→ WHAT YOU SHOULD DO
All lines with the word "BTreeMap" in the material below are required.
<<<<
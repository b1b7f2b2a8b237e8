//! Column layout: order, visibility and user-chosen widths.

use std::collections::{BTreeMap, BTreeSet, HashSet};

use crate::prefs::LayoutRecord;

use super::column::{ColumnDef, ROW_NUMBER_COLUMN, WidthBounds};
use super::gesture::DropSide;

/// Effective column layout.
///
/// `order` is a permutation of every column id (hidden ones included) with
/// the row-number column pinned first when enabled. `widths` only holds
/// widths the user chose; other columns use their definition default.
#[derive(Debug, Clone, PartialEq, Eq, Default)]
pub struct ColumnLayout {
    order: Vec<String>,
    hidden: BTreeSet<String>,
    widths: BTreeMap<String, u32>,
}

impl ColumnLayout {
    /// Layout straight from the column definitions.
    pub fn defaults<R>(columns: &[ColumnDef<R>], row_numbers: bool) -> Self {
        let mut order = Vec::with_capacity(columns.len() + 1);
        if row_numbers {
            order.push(ROW_NUMBER_COLUMN.to_string());
        }
        order.extend(live_ids(columns));

        let hidden = columns
            .iter()
            .filter(|c| c.default_hidden && c.id != ROW_NUMBER_COLUMN)
            .map(|c| c.id.clone())
            .collect();

        Self {
            order,
            hidden,
            widths: BTreeMap::new(),
        }
    }

    /// Merges a stored record against the live column set.
    ///
    /// Unknown stored ids are dropped and new columns are appended in
    /// definition order. A column the record already knew about keeps the
    /// stored visibility; a new one follows its `default_hidden` flag.
    /// Stored widths are clamped into each column's bounds.
    pub fn reconcile<R>(
        record: &LayoutRecord,
        columns: &[ColumnDef<R>],
        row_numbers: bool,
        defaults: WidthBounds,
    ) -> Self {
        let live: Vec<String> = live_ids(columns);
        let live_set: HashSet<&str> = live.iter().map(String::as_str).collect();

        let mut order = Vec::with_capacity(live.len() + 1);
        if row_numbers {
            order.push(ROW_NUMBER_COLUMN.to_string());
        }
        let mut placed: HashSet<&str> = HashSet::new();
        for id in record.order.iter().flatten() {
            if live_set.contains(id.as_str()) && placed.insert(id.as_str()) {
                order.push(id.clone());
            }
        }
        for id in &live {
            if placed.insert(id.as_str()) {
                order.push(id.clone());
            }
        }

        let stored_hidden: Option<HashSet<&str>> = record
            .hidden
            .as_ref()
            .map(|ids| ids.iter().map(String::as_str).collect());
        let known: HashSet<&str> = record
            .order
            .iter()
            .flatten()
            .chain(record.hidden.iter().flatten())
            .map(String::as_str)
            .collect();

        let hidden = columns
            .iter()
            .filter(|c| c.id != ROW_NUMBER_COLUMN)
            .filter(|c| match &stored_hidden {
                Some(stored) if known.contains(c.id.as_str()) => stored.contains(c.id.as_str()),
                _ => c.default_hidden,
            })
            .map(|c| c.id.clone())
            .collect();

        let widths = record
            .widths
            .iter()
            .flatten()
            .filter_map(|(id, width)| {
                let column = columns
                    .iter()
                    .find(|c| &c.id == id && c.resizable && c.id != ROW_NUMBER_COLUMN)?;
                Some((id.clone(), column.bounds(defaults).clamp(*width)))
            })
            .collect();

        Self {
            order,
            hidden,
            widths,
        }
    }

    pub fn order(&self) -> &[String] {
        &self.order
    }

    pub fn hidden(&self) -> &BTreeSet<String> {
        &self.hidden
    }

    pub fn widths(&self) -> &BTreeMap<String, u32> {
        &self.widths
    }

    pub fn contains(&self, id: &str) -> bool {
        self.order.iter().any(|c| c == id)
    }

    pub fn is_hidden(&self, id: &str) -> bool {
        self.hidden.contains(id)
    }

    /// Ids in display order, hidden columns skipped.
    pub fn visible_ids(&self) -> impl Iterator<Item = &str> {
        self.order
            .iter()
            .map(String::as_str)
            .filter(|id| !self.hidden.contains(*id))
    }

    /// Stored width for `id`, if the user changed it.
    pub fn width(&self, id: &str) -> Option<u32> {
        self.widths.get(id).copied()
    }

    /// Moves `source` next to `target`. Returns `true` if the order changed.
    ///
    /// The row-number column can be neither moved nor displaced from the
    /// front.
    pub fn move_column(&mut self, source: &str, target: &str, side: DropSide) -> bool {
        if source == target || source == ROW_NUMBER_COLUMN {
            return false;
        }
        if target == ROW_NUMBER_COLUMN && side == DropSide::Before {
            return false;
        }
        let Some(from) = self.order.iter().position(|id| id == source) else {
            return false;
        };
        if !self.contains(target) {
            return false;
        }

        let before = self.order.clone();
        let moved = self.order.remove(from);
        // Position of the target after the removal shift.
        let Some(to) = self.order.iter().position(|id| id == target) else {
            self.order = before;
            return false;
        };
        let insert_at = match side {
            DropSide::Before => to,
            DropSide::After => to + 1,
        };
        self.order.insert(insert_at, moved);
        self.order != before
    }

    /// Shows or hides a column. The row-number column is always visible.
    pub fn set_hidden(&mut self, id: &str, hidden: bool) -> bool {
        if id == ROW_NUMBER_COLUMN || !self.contains(id) {
            return false;
        }
        if hidden {
            self.hidden.insert(id.to_string())
        } else {
            self.hidden.remove(id)
        }
    }

    /// Unhides every column. Returns `true` if anything changed.
    pub fn show_all(&mut self) -> bool {
        let changed = !self.hidden.is_empty();
        self.hidden.clear();
        changed
    }

    /// Records a user-chosen width, clamped into `bounds`.
    pub fn set_width(&mut self, id: &str, width: u32, bounds: WidthBounds) -> u32 {
        let width = bounds.clamp(width);
        if id != ROW_NUMBER_COLUMN && self.contains(id) {
            self.widths.insert(id.to_string(), width);
        }
        width
    }

    /// The record persisted for this layout. Always complete.
    pub fn to_record(&self, sort: Option<super::SortSpec>) -> LayoutRecord {
        LayoutRecord {
            order: Some(
                self.order
                    .iter()
                    .filter(|id| *id != ROW_NUMBER_COLUMN)
                    .cloned()
                    .collect(),
            ),
            hidden: Some(self.hidden.iter().cloned().collect()),
            widths: Some(self.widths.clone()),
            sort: Some(sort),
        }
    }
}

fn live_ids<R>(columns: &[ColumnDef<R>]) -> Vec<String> {
    let mut seen = HashSet::new();
    columns
        .iter()
        .filter(|c| c.id != ROW_NUMBER_COLUMN && seen.insert(c.id.as_str()))
        .map(|c| c.id.clone())
        .collect()
}

#[cfg(test)]
mod tests {
    use super::*;
    use crate::table::SortSpec;

    fn columns() -> Vec<ColumnDef<()>> {
        vec![
            ColumnDef::new("name", "Name"),
            ColumnDef::new("status", "Status"),
            ColumnDef::new("region", "Region").hidden_by_default(),
            ColumnDef::new("cost", "Cost").max_width(300),
        ]
    }

    fn ids(layout: &ColumnLayout) -> Vec<&str> {
        layout.order().iter().map(String::as_str).collect()
    }

    #[test]
    fn test_defaults_pin_row_number() {
        let layout = ColumnLayout::defaults(&columns(), true);
        assert_eq!(
            ids(&layout),
            vec![ROW_NUMBER_COLUMN, "name", "status", "region", "cost"]
        );
        assert!(layout.is_hidden("region"));
    }

    #[test]
    fn test_reconcile_drops_unknown_and_appends_new() {
        let record = LayoutRecord {
            order: Some(vec!["cost".into(), "gone".into(), "name".into()]),
            ..Default::default()
        };
        let layout = ColumnLayout::reconcile(&record, &columns(), true, WidthBounds::default());
        assert_eq!(
            ids(&layout),
            vec![ROW_NUMBER_COLUMN, "cost", "name", "status", "region"]
        );
    }

    #[test]
    fn test_reconcile_respects_explicit_visibility() {
        // "region" was known and shown; "status" was known and hidden.
        let record = LayoutRecord {
            order: Some(vec!["name".into(), "status".into(), "region".into()]),
            hidden: Some(vec!["status".into()]),
            ..Default::default()
        };
        let layout = ColumnLayout::reconcile(&record, &columns(), false, WidthBounds::default());
        assert!(!layout.is_hidden("region"));
        assert!(layout.is_hidden("status"));
        assert!(!layout.is_hidden("cost"));
    }

    #[test]
    fn test_reconcile_new_column_uses_default_hidden() {
        let record = LayoutRecord {
            order: Some(vec!["name".into(), "status".into(), "cost".into()]),
            hidden: Some(vec![]),
            ..Default::default()
        };
        let layout = ColumnLayout::reconcile(&record, &columns(), false, WidthBounds::default());
        assert!(layout.is_hidden("region"));
    }

    #[test]
    fn test_reconcile_clamps_widths() {
        let record = LayoutRecord {
            widths: Some(BTreeMap::from([
                ("cost".to_string(), 900),
                ("name".to_string(), 5),
                (ROW_NUMBER_COLUMN.to_string(), 300),
            ])),
            ..Default::default()
        };
        let layout = ColumnLayout::reconcile(&record, &columns(), true, WidthBounds::default());
        assert_eq!(layout.width("cost"), Some(300));
        assert_eq!(layout.width("name"), Some(60));
        assert_eq!(layout.width(ROW_NUMBER_COLUMN), None);
    }

    #[test]
    fn test_move_column_accounts_for_removal_shift() {
        let mut layout = ColumnLayout::defaults(&columns(), false);
        assert!(layout.move_column("name", "region", DropSide::After));
        assert_eq!(ids(&layout), vec!["status", "region", "name", "cost"]);

        assert!(layout.move_column("cost", "status", DropSide::Before));
        assert_eq!(ids(&layout), vec!["cost", "status", "region", "name"]);

        // Already in place.
        assert!(!layout.move_column("status", "region", DropSide::Before));
    }

    #[test]
    fn test_row_number_stays_first() {
        let mut layout = ColumnLayout::defaults(&columns(), true);
        assert!(!layout.move_column(ROW_NUMBER_COLUMN, "cost", DropSide::After));
        assert!(!layout.move_column("cost", ROW_NUMBER_COLUMN, DropSide::Before));
        assert!(layout.move_column("cost", ROW_NUMBER_COLUMN, DropSide::After));
        assert_eq!(ids(&layout)[0], ROW_NUMBER_COLUMN);
        assert_eq!(ids(&layout)[1], "cost");

        assert!(!layout.set_hidden(ROW_NUMBER_COLUMN, true));
        assert_eq!(
            layout.set_width(ROW_NUMBER_COLUMN, 200, WidthBounds::default()),
            200
        );
        assert_eq!(layout.width(ROW_NUMBER_COLUMN), None);
    }

    #[test]
    fn test_record_excludes_row_number() {
        let layout = ColumnLayout::defaults(&columns(), true);
        let record = layout.to_record(Some(SortSpec::asc("name")));
        assert_eq!(
            record.order.unwrap(),
            vec!["name", "status", "region", "cost"]
        );
        assert_eq!(record.hidden.unwrap(), vec!["region"]);
        assert_eq!(record.sort, Some(Some(SortSpec::asc("name"))));
    }
}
>>>>
→ SOLVED EXERCISE
use std::collections::{BTreeMap, BTreeSet, HashSet};
    widths: BTreeMap<String, u32>,
            widths: BTreeMap::new(),
    pub fn widths(&self) -> &BTreeMap<String, u32> {
            widths: Some(BTreeMap::from([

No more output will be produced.